Ho promesso che non scriverò più di te.

Perciò la x:

anzi la X

l’essere che non è

e soprattutto non sarà:

la X, capisci? Ma cosa mi aspetto:

mai mi ascoltavi quando ti leggevo Derrida

ad alta voce a letto

(anche perché ammetto

non ce n’è mai stata l’occasione

mai è successo

mai ti ho letto

Derrida ad alta voce a letto).

E poi come leggere le X? Derrida stava zitto:

a voce alta, una cancellatura.

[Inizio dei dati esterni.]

//! Thing-update device agent.
//!
//! Authenticates through Cognito and the authorizer Lambda, connects to
//! AWS IoT over WebSockets, and logs every `thing-update/#` message until
//! interrupted.

use tracing_subscriber::EnvFilter;

use tu_cognito_auth::CredentialBroker;
use tu_device_agent::config::AgentConfig;
use tu_device_agent::lifecycle;
use tu_device_agent::manager::ConnectionManager;

const DEFAULT_CONFIG_PATH: &str = "/etc/thing-update/agent.toml";

#[tokio::main]
async fn main() -> anyhow::Result<()> {
    tracing_subscriber::fmt()
        .with_env_filter(EnvFilter::from_default_env())
        .json()
        .init();

    tracing::info!(
        version = env!("CARGO_PKG_VERSION"),
        "tu-device-agent starting"
    );

    // ── Load config ─────────────────────────────────────────────
    let config_path = std::env::args()
        .nth(1)
        .unwrap_or_else(|| DEFAULT_CONFIG_PATH.to_string());

    let config = AgentConfig::from_file(&config_path)?;
    tracing::info!(
        region = %config.region,
        endpoint = %config.mqtt.endpoint,
        client_id = %config.mqtt.client_id,
        device_version = config.device.version,
        "config loaded"
    );

    // ── Credential broker + connection manager ──────────────────
    let broker = CredentialBroker::from_aws(config.broker_config()).await;
    let mut manager = ConnectionManager::from_config(&config);
    tracing::info!(variant = %manager.variant(), "protocol variant selected");

    if let Err(e) = lifecycle::setup(&broker, &mut manager).await {
        tracing::error!(error = %e, "setup failed");
        if let Err(close_err) = manager.close().await {
            tracing::warn!(error = %close_err, "close after failed setup");
        }
        return Err(e.into());
    }

    tracing::info!("tu-device-agent ready");

    // Graceful shutdown on SIGINT
    lifecycle::serve(&mut manager, async {
        if let Err(e) = tokio::signal::ctrl_c().await {
            tracing::error!(error = %e, "failed to listen for shutdown signal");
        }
    })
    .await?;

    tracing::info!("tu-device-agent stopped");
    Ok(())
}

Non siamo mica

matti.

Si legge quel che c’è, non quel che non; e allora

fa prima a non accadere niente hai detto tu

piuttosto che gli sbreghi, le sbavature,

le vite imprecise sgualcite dall’usura:

facciamo prima a non fare niente,

lasciamo il foglio bianco, anzi:

anzi non me l’hai nemmeno detto,

conseguente fino in fondo

fedelemente ostinato

al tuo non averci

nemmeno pensato.

Sono io che faccio tutto.

La parola e la X e il desiderio e la bocca

che si chiude (resta una passeggiata

in una strada di traffico con il vento

che ci tira contro e io che penso

ai tuoi passi nei miei passi e i tuoi passi

e alla X che li cancella e che diventa

un’eco

l’eco perduta dei tuoi passi

nei miei passi nei tuoi passi

il piacere per sempre barrato

dei tuoi passi nei miei passi nei tuoi passi).